▸ What is required: Pull out every line below that contains the word "ContentArrangement".

[Stored items]
------------------------------------------------

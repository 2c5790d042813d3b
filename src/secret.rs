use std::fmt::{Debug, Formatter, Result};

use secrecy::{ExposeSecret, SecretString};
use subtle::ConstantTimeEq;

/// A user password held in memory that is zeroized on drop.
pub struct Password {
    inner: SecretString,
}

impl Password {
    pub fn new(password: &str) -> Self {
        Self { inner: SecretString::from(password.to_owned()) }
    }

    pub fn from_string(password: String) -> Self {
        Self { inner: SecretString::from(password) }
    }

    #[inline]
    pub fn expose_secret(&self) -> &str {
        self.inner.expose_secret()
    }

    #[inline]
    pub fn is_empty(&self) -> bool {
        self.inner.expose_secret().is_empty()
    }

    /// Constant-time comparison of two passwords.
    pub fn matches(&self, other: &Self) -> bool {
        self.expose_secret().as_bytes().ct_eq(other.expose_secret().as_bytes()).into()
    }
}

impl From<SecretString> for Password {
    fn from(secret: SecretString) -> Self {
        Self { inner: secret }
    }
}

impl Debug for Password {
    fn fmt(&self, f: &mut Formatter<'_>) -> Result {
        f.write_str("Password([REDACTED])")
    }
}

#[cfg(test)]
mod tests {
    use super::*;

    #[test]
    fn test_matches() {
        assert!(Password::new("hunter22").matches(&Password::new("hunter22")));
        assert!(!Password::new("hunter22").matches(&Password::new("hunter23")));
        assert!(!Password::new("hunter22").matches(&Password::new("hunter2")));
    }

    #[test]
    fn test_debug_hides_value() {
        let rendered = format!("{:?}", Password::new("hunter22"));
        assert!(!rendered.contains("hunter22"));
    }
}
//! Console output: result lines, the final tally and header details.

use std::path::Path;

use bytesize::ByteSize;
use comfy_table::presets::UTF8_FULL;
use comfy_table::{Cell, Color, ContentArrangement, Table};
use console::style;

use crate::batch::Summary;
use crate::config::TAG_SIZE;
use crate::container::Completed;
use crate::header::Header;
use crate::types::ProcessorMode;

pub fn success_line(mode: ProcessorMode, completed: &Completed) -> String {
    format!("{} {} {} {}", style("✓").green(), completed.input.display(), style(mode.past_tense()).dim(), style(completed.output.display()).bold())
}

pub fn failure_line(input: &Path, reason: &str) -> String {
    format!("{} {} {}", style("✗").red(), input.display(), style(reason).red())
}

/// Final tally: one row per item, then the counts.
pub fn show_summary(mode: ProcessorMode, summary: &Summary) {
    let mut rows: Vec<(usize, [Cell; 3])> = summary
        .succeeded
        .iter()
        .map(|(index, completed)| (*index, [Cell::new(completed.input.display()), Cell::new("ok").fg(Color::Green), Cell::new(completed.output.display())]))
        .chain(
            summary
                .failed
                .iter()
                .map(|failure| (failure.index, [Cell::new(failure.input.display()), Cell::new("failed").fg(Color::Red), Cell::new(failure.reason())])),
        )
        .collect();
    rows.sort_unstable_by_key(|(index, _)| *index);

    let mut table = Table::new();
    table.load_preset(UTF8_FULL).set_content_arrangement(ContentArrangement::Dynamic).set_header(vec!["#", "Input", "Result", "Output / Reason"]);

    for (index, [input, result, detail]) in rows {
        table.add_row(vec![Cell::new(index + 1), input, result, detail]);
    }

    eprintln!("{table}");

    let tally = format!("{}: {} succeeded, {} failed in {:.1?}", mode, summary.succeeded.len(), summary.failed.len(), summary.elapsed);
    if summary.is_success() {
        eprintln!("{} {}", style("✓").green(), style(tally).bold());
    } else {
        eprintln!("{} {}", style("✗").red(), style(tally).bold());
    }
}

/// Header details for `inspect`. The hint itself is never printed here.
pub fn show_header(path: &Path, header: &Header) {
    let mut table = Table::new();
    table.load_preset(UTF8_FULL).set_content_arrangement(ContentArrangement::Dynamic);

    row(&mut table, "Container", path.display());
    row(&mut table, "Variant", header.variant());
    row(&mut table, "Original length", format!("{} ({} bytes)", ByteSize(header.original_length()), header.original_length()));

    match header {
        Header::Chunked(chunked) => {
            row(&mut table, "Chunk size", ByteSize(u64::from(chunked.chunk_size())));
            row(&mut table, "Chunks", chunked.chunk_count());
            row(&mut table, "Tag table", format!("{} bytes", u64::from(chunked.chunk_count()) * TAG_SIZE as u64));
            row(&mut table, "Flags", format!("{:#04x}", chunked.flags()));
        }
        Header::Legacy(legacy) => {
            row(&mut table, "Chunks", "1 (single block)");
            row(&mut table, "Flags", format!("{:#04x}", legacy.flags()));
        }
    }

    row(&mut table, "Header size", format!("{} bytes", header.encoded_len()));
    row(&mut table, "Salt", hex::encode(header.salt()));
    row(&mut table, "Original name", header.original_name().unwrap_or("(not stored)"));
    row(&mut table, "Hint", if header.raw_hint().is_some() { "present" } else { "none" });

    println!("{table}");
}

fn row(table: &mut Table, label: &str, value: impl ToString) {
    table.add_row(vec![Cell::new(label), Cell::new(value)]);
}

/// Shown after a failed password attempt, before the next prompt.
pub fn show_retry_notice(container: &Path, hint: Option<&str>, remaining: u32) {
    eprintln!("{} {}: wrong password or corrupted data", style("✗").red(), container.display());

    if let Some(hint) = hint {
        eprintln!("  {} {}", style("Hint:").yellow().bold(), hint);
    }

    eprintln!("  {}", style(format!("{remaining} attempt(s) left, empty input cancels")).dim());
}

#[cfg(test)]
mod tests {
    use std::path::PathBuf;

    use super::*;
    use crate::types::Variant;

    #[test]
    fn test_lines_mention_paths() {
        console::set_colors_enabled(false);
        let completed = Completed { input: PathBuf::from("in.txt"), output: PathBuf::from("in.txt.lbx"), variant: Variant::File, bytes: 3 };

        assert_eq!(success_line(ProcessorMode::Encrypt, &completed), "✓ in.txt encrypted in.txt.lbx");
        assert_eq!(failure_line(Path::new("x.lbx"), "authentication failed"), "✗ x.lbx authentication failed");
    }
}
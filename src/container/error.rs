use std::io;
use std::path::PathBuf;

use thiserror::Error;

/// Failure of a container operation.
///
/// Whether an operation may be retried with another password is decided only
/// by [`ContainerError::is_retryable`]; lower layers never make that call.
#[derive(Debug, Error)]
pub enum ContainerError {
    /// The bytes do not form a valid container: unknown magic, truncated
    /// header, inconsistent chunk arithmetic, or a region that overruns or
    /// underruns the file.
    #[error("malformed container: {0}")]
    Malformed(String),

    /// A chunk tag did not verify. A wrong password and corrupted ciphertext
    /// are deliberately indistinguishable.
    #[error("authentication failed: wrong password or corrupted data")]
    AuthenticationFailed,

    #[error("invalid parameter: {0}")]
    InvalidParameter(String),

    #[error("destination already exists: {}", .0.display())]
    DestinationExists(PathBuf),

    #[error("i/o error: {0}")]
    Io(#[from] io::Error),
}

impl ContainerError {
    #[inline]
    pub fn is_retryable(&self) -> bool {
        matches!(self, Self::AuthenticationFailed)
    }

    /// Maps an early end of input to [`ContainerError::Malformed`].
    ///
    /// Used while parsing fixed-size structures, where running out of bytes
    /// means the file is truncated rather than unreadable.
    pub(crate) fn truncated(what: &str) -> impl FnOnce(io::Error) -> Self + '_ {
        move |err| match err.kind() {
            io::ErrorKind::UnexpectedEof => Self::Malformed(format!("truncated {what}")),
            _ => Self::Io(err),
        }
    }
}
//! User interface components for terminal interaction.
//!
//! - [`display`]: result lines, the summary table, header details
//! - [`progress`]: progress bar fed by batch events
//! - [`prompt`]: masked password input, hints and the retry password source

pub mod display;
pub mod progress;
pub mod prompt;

------------------------------------------------

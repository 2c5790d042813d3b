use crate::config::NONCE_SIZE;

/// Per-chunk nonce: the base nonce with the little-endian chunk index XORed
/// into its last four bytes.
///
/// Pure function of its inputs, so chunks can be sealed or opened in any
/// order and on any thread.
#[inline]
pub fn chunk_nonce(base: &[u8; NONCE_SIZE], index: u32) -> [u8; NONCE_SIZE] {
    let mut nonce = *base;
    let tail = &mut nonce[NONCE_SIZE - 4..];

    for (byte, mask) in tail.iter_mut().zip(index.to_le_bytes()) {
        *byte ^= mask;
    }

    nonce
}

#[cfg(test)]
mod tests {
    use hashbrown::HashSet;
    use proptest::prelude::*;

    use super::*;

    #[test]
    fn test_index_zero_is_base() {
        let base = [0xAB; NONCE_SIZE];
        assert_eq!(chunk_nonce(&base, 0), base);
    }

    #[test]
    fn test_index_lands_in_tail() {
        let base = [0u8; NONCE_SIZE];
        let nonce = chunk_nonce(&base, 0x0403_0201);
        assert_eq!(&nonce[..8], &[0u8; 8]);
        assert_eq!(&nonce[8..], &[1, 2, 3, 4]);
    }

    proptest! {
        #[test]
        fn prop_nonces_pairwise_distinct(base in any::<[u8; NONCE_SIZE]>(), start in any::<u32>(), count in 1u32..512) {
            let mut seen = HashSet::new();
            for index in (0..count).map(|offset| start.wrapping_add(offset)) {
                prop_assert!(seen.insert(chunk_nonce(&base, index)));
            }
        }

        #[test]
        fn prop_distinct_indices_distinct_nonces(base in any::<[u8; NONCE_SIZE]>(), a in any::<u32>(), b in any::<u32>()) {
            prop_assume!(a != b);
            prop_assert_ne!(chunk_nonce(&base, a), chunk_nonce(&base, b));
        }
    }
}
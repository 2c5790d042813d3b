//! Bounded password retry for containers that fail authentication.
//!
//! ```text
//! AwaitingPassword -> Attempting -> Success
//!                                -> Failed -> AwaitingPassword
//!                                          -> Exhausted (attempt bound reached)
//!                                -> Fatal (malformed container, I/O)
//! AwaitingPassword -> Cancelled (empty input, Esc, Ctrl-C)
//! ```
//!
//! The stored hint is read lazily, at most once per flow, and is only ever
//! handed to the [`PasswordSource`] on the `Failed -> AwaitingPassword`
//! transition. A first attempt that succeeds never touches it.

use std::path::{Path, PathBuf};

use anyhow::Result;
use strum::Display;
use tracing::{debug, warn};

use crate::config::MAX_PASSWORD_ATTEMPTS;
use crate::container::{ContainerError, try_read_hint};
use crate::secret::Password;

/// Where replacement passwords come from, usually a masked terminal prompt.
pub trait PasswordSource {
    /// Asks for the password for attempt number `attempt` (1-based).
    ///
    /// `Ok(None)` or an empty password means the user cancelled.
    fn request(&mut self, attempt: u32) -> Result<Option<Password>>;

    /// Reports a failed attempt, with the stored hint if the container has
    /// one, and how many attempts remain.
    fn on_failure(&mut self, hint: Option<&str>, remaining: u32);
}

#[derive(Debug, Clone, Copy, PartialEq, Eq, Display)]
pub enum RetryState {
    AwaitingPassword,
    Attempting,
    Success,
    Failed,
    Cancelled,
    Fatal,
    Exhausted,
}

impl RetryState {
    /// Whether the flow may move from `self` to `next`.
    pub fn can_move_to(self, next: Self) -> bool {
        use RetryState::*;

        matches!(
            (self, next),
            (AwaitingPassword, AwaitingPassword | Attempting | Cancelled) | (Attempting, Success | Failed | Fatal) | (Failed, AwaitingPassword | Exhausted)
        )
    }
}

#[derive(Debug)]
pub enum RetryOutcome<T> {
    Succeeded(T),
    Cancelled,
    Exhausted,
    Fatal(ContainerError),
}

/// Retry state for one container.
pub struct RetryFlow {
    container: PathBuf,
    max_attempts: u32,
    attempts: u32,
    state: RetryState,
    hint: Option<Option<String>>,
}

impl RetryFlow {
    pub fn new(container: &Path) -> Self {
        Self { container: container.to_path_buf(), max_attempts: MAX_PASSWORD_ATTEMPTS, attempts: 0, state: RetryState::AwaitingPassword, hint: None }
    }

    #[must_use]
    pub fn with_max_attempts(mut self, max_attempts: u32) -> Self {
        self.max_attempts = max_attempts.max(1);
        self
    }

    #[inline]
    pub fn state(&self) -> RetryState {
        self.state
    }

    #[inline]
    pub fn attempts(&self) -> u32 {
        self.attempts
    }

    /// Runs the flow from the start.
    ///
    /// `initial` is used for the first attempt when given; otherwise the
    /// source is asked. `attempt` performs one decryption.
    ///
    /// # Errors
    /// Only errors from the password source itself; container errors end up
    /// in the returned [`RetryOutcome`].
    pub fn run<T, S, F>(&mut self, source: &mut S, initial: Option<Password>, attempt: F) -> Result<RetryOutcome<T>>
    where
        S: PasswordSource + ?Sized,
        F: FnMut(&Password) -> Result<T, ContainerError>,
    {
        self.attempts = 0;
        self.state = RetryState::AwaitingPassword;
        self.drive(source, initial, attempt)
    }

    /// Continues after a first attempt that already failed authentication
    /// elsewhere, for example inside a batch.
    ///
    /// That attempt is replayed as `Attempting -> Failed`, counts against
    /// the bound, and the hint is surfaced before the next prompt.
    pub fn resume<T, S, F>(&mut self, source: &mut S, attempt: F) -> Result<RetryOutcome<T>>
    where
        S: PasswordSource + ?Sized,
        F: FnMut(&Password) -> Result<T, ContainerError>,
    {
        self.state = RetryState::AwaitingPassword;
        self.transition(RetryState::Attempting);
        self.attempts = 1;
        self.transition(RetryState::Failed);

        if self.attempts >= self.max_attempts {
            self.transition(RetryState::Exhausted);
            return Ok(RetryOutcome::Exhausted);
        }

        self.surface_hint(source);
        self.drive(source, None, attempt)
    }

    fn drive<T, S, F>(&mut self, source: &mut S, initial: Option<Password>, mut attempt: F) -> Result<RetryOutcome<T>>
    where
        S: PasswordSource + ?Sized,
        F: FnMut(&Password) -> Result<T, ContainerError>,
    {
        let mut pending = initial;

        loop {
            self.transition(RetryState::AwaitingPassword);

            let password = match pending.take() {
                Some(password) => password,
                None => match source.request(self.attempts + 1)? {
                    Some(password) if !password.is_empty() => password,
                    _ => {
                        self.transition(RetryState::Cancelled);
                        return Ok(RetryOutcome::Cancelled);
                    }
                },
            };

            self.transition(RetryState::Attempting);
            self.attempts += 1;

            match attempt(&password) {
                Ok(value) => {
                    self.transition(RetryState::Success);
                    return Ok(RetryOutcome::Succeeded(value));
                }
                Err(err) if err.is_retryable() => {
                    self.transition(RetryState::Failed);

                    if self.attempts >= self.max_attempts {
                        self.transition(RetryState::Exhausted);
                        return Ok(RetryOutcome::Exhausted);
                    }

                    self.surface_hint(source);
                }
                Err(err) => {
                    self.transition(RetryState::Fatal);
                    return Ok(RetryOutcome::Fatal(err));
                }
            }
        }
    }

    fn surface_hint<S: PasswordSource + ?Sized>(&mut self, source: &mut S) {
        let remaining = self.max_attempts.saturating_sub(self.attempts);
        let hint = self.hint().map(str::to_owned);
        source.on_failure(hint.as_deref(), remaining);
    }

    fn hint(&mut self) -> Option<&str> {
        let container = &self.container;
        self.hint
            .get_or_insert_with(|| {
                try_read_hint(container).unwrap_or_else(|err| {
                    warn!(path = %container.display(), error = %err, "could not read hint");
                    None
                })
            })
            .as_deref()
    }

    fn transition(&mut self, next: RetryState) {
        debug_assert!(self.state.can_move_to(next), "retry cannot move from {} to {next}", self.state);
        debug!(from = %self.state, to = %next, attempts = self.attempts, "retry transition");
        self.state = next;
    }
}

------------------------------------------------

▸ Solved exercise:
use comfy_table::{Cell, Color, ContentArrangement, Table};
    table.load_preset(UTF8_FULL).set_content_arrangement(ContentArrangement::Dynamic).set_header(vec!["#", "Input", "Result", "Output / Reason"]);
    table.load_preset(UTF8_FULL).set_content_arrangement(ContentArrangement::Dynamic);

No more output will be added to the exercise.